According to a report from The Washington Post, citing an anonymous policy analyst, the discussion of a ban on those terms took place during a budget meeting. In total, seven words and phrases were said to have been banned: “vulnerable,” “entitlement,” “diversity,” “transgender,” “fetus,” “evidence-based,” and “science-based.”
CDC Director Dr. Brenda Fitzgerald has denied such a ban exists, claiming instead that the trouble was “confusion” that “arose from a staff-level discussion at a routine meeting about how to present CDC’s budget. It was never intended as overall guidance for how we describe and conduct CDC’s work.”
Perkins, who is an ardent supporter of the Trump administration, presented the situation as nothing more than liberal and media panic. He claimed, citing no evidence, that this sort of thing is standard practice with every administration.
His full statement follows.
For once, it’s not what the Trump administration is saying that’s raising the media’s eyebrows — it’s what they aren’t saying. Heading into the weekend, the Washington Post sparked an interesting debate over the power of words when it reported that officials at the Centers for Disease Control (CDC) were asked to avoid certain terms in their budget requests.
The Post treated the news as if it were an unusual — and even troubling — development. Among the taboos, reporters write worriedly, are words like “diversity,” “transgender,” “entitlement,” “fetus,” “evidence-based,” and “science-based.” As usual, the liberal media ginned up plenty of outrage over the changes, despite the fact that this is a standard practice of every administration.

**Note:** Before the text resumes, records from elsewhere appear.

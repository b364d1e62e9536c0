//! Memory check: the kernel sees at least the expected amount of RAM.

use std::fs;
use std::path::{Path, PathBuf};
use std::time::Duration;

use super::{CheckSpec, Severity};

pub const ID: &str = "memory";

pub fn spec(meminfo: PathBuf, min_mib: u64, timeout: Duration) -> CheckSpec {
    CheckSpec::new(ID, Severity::Warning, timeout, move || {
        probe(&meminfo, min_mib)
    })
}

pub fn probe(meminfo: &Path, min_mib: u64) -> Result<String, String> {
    let text = fs::read_to_string(meminfo)
        .map_err(|e| format!("cannot read {}: {}", meminfo.display(), e))?;

    let total_mib = meminfo_kib(&text, "MemTotal")
        .ok_or_else(|| "MemTotal missing from meminfo".to_string())?
        / 1024;

    if total_mib < min_mib {
        return Err(format!(
            "only {} MiB RAM visible (expected at least {} MiB)",
            total_mib, min_mib
        ));
    }

    Ok(match meminfo_kib(&text, "MemAvailable") {
        Some(avail) => format!("{} MiB total, {} MiB available", total_mib, avail / 1024),
        None => format!("{} MiB total", total_mib),
    })
}

/// Value of a `Key:   1234 kB` line.
pub fn meminfo_kib(text: &str, key: &str) -> Option<u64> {
    text.lines()
        .filter_map(|line| line.split_once(':'))
        .find(|(k, _)| k.trim() == key)
        .and_then(|(_, value)| value.split_whitespace().next()?.parse().ok())
}

#[cfg(test)]
mod tests {
    use super::*;
    use tempfile::TempDir;

    const MEMINFO: &str = "MemTotal:        3884096 kB\nMemFree:         3601004 kB\nMemAvailable:    3650212 kB\n";

    #[test]
    fn test_meminfo_kib() {
        assert_eq!(meminfo_kib(MEMINFO, "MemTotal"), Some(3884096));
        assert_eq!(meminfo_kib(MEMINFO, "SwapTotal"), None);
    }

    #[test]
    fn test_enough_memory_passes() {
        let dir = TempDir::new().unwrap();
        let path = dir.path().join("meminfo");
        fs::write(&path, MEMINFO).unwrap();
        assert_eq!(
            probe(&path, 128).unwrap(),
            "3793 MiB total, 3564 MiB available"
        );
    }

    #[test]
    fn test_too_little_memory_fails() {
        let dir = TempDir::new().unwrap();
        let path = dir.path().join("meminfo");
        fs::write(&path, "MemTotal: 65536 kB\n").unwrap();
        assert!(probe(&path, 128).unwrap_err().contains("only 64 MiB"));
    }
}
//! Operating-system side of the handoff: device lookup, mounts, exec.

use std::fs;
use std::os::unix::fs::MetadataExt;
use std::os::unix::process::CommandExt;
use std::path::{Path, PathBuf};
use std::process::Command;

use crate::error::RecoveryReason;
use crate::process::{find_program, Cmd};

/// Everything the handoff state machine needs from the system.
pub trait Platform {
    /// Turn a `root=` value into a device node.
    fn resolve_device(&mut self, spec: &str) -> Result<PathBuf, RecoveryReason>;

    /// Mount `device` read-only at `target`.
    fn mount_readonly(
        &mut self,
        device: &Path,
        target: &Path,
        fstype: Option<&str>,
    ) -> Result<(), RecoveryReason>;

    /// Release the pseudo-filesystems mounted for diagnostics.
    /// Returns one message per mount that could not be released.
    fn release_pseudo_filesystems(&mut self) -> Vec<String>;

    /// Hand control to `entry` inside `new_root`. On real hardware this
    /// only returns on failure.
    fn transfer(&mut self, new_root: &Path, entry: &Path) -> Result<(), RecoveryReason>;
}

/// A kernel pseudo-filesystem the diagnostics depend on.
#[derive(Debug, Clone, Copy)]
pub struct PseudoFs {
    pub fstype: &'static str,
    pub target: &'static str,
}

pub const PSEUDO_FILESYSTEMS: &[PseudoFs] = &[
    PseudoFs { fstype: "proc", target: "/proc" },
    PseudoFs { fstype: "sysfs", target: "/sys" },
    PseudoFs { fstype: "devtmpfs", target: "/dev" },
];

/// Pseudo-filesystems mounted by us, in mount order.
///
/// Ones that were already mounted (kernel automount of devtmpfs, or a shell
/// script running before us) are left alone and never unmounted.
#[derive(Debug, Default)]
pub struct PseudoMounts {
    mounted: Vec<PathBuf>,
}

impl PseudoMounts {
    /// Mount whatever is missing. Failures are reported and skipped; the
    /// checks that depend on them will fail on their own.
    pub fn setup() -> Self {
        let mut mounts = Self::default();

        for fs in PSEUDO_FILESYSTEMS {
            let target = Path::new(fs.target);
            if is_mountpoint(target) {
                continue;
            }
            if let Err(e) = fs::create_dir_all(target) {
                eprintln!("  [WARN] cannot create {}: {}", fs.target, e);
                continue;
            }
            let result = Cmd::new("mount")
                .args(["-t", fs.fstype, fs.fstype])
                .arg_path(target)
                .error_msg(format!("mount {} on {}", fs.fstype, fs.target))
                .run();
            match result {
                Ok(_) => mounts.mounted.push(target.to_path_buf()),
                Err(e) => eprintln!("  [WARN] {:#}", e),
            }
        }

        mounts
    }

    pub fn mounted(&self) -> &[PathBuf] {
        &self.mounted
    }

    /// Lazily unmount in reverse order. A busy `/dev` (our own console
    /// handles) detaches instead of failing.
    pub fn release(&mut self) -> Vec<String> {
        let mut problems = Vec::new();
        while let Some(target) = self.mounted.pop() {
            let result = Cmd::new("umount")
                .arg("-l")
                .arg_path(&target)
                .error_msg(format!("umount {}", target.display()))
                .run();
            if let Err(e) = result {
                problems.push(format!("{:#}", e));
            }
        }
        problems
    }
}

/// True if `path` is the root of a mounted filesystem.
pub fn is_mountpoint(path: &Path) -> bool {
    let Ok(meta) = fs::metadata(path) else {
        return false;
    };
    match fs::metadata(path.join("..")) {
        Ok(parent) => meta.dev() != parent.dev() || meta.ino() == parent.ino(),
        Err(_) => false,
    }
}

/// Map `mount` stderr onto a recovery reason.
///
/// The device node was already confirmed to exist, so `ENODEV` here means
/// the kernel has no driver for the filesystem type.
pub fn classify_mount_error(device: &Path, stderr: &str) -> RecoveryReason {
    let device = device.display().to_string();
    let detail = stderr.trim().to_string();
    let lower = detail.to_lowercase();

    if lower.contains("no such file") || lower.contains("does not exist") {
        RecoveryReason::DeviceMissing(device)
    } else if lower.contains("unknown filesystem")
        || lower.contains("wrong fs type")
        || lower.contains("bad superblock")
        || lower.contains("no such device")
        || lower.contains("invalid argument")
    {
        RecoveryReason::FilesystemUnrecognized { device, detail }
    } else {
        RecoveryReason::MountIo { device, detail }
    }
}

/// Normalize a kernel-style root spec. Tagged forms (`PARTUUID=`, `UUID=`,
/// `LABEL=`) are returned as `None` and need a lookup.
pub fn direct_device_path(spec: &str) -> Option<PathBuf> {
    if spec.starts_with('/') {
        return Some(PathBuf::from(spec));
    }
    if spec.contains('=') {
        return None;
    }
    Some(Path::new("/dev").join(spec))
}

/// The real system: external `mount`, `findfs`, `umount` and `switch_root`.
#[derive(Debug, Default)]
pub struct SystemPlatform {
    pseudo: PseudoMounts,
}

impl SystemPlatform {
    pub fn new(pseudo: PseudoMounts) -> Self {
        Self { pseudo }
    }
}

impl Platform for SystemPlatform {
    fn resolve_device(&mut self, spec: &str) -> Result<PathBuf, RecoveryReason> {
        if let Some(path) = direct_device_path(spec) {
            return Ok(path);
        }

        let result = Cmd::new("findfs")
            .arg(spec)
            .allow_fail()
            .run()
            .map_err(|e| RecoveryReason::DeviceMissing(format!("{} ({:#})", spec, e)))?;
        let found = result.stdout_trimmed();
        if !result.success() || found.is_empty() {
            return Err(RecoveryReason::DeviceMissing(spec.to_string()));
        }
        Ok(PathBuf::from(found))
    }

    fn mount_readonly(
        &mut self,
        device: &Path,
        target: &Path,
        fstype: Option<&str>,
    ) -> Result<(), RecoveryReason> {
        if !device.exists() {
            return Err(RecoveryReason::DeviceMissing(device.display().to_string()));
        }
        fs::create_dir_all(target).map_err(|e| RecoveryReason::MountIo {
            device: device.display().to_string(),
            detail: format!("cannot create {}: {}", target.display(), e),
        })?;

        let mut cmd = Cmd::new("mount").args(["-o", "ro"]);
        if let Some(fstype) = fstype {
            cmd = cmd.args(["-t", fstype]);
        }
        let result = cmd
            .arg_path(device)
            .arg_path(target)
            .allow_fail()
            .run()
            .map_err(|e| RecoveryReason::MountIo {
                device: device.display().to_string(),
                detail: format!("{:#}", e),
            })?;

        if result.success() {
            Ok(())
        } else {
            Err(classify_mount_error(device, result.stderr_trimmed()))
        }
    }

    fn release_pseudo_filesystems(&mut self) -> Vec<String> {
        self.pseudo.release()
    }

    fn transfer(&mut self, new_root: &Path, entry: &Path) -> Result<(), RecoveryReason> {
        let switch_root = find_program("switch_root")
            .ok_or_else(|| RecoveryReason::TransferFailed("switch_root not found".to_string()))?;

        let err = Command::new(switch_root).arg(new_root).arg(entry).exec();
        Err(RecoveryReason::TransferFailed(err.to_string()))
    }
}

President Obama understood better than anyone that if you control the language, you control the debate. In fact, we’ve watched the far Left use this strategy for years on everything from religious liberty to life. “Abortion” became a “choice.” “Liberals” are “progressives.” And suddenly, it’s not “same-sex marriage” but “marriage equality.”
Framing the debate has always been one of the biggest turf wars in politics. Obama chose his rhetoric carefully, enlisting the politically-correct media to help. And ironically, no one batted an eye. When he changed terms and rules unilaterally, there was no uproar in the mainstream press. They simply accepted it as the administration’s prerogative.
Now, with a conservative in the White House, it’s suddenly news that Republicans would want the agencies to use the conservative lexicon. In this case, swapping out words like “fetus” for “unborn child” more accurately reflects the president’s ideology and agenda. Tone and lingo change with every administration. Why it’s a headline now is anyone’s guess.
Health and Human Services (HHS) spokesman Matt Lloyd called the “controversy” a “complete mischaracterization of discussions regarding the budget formulation process.” Ultimately, the CDC is doing with language what President Trump has done with policy: bringing the country back to reality.
The media wants to act like the swinging pendulum of the Obama years only sways one way. But that’s not how democracy works. This is the return to normalcy Americans voted for — a change in how we view the world that’s in line with most people’s core values. If the Left doesn’t like it, it’s up to them to persuade the country otherwise!